PROBLEM DESCRIPTION: Once a line is found to contain "autocorrelation", copy it out of the listing.

##### RECORD EXCERPTS

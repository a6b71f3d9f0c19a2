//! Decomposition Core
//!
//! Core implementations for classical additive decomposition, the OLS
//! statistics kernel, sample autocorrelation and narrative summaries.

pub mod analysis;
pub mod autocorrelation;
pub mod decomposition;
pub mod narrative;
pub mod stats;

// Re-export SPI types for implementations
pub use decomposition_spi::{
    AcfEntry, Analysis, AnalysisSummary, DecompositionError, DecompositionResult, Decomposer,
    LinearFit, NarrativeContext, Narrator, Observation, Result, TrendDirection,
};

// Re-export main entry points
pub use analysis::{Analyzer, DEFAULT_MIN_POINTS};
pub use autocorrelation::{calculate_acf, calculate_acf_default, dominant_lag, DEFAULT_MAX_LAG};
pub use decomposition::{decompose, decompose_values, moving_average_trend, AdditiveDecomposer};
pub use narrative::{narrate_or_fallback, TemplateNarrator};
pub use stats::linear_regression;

##########
##### RECORD EXCERPTS

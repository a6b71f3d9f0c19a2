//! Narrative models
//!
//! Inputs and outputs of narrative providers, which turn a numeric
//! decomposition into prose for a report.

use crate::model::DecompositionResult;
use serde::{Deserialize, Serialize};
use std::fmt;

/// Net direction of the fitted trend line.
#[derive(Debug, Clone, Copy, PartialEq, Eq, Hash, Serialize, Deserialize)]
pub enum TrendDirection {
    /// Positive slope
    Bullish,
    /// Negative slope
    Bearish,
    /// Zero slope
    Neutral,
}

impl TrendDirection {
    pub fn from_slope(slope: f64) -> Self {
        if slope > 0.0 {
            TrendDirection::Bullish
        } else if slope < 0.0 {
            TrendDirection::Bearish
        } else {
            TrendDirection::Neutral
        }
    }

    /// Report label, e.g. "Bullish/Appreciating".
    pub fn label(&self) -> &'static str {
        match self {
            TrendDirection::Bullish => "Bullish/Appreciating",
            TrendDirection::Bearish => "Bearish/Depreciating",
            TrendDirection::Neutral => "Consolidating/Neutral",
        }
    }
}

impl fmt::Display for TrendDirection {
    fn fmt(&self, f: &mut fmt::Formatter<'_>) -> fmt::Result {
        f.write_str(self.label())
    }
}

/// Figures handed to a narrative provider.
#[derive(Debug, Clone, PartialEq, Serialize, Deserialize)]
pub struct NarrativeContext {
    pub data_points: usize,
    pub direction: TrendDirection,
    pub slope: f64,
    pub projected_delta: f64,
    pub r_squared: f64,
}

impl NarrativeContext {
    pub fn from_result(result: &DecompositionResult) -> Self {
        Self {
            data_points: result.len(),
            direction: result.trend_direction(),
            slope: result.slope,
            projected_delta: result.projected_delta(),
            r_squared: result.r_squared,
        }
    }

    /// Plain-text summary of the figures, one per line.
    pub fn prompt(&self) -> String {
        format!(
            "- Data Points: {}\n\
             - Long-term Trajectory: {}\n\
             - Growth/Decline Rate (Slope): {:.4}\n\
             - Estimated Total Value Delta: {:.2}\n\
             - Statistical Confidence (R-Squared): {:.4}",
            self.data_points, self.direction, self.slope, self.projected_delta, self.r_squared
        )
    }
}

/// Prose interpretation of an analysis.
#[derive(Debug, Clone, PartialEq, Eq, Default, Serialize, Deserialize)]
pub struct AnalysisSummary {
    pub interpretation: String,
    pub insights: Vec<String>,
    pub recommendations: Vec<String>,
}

##########

EXPECTED ANSWER:
//! statistics kernel, sample autocorrelation and narrative summaries.
pub mod autocorrelation;
pub use autocorrelation::{calculate_acf, calculate_acf_default, dominant_lag, DEFAULT_MAX_LAG};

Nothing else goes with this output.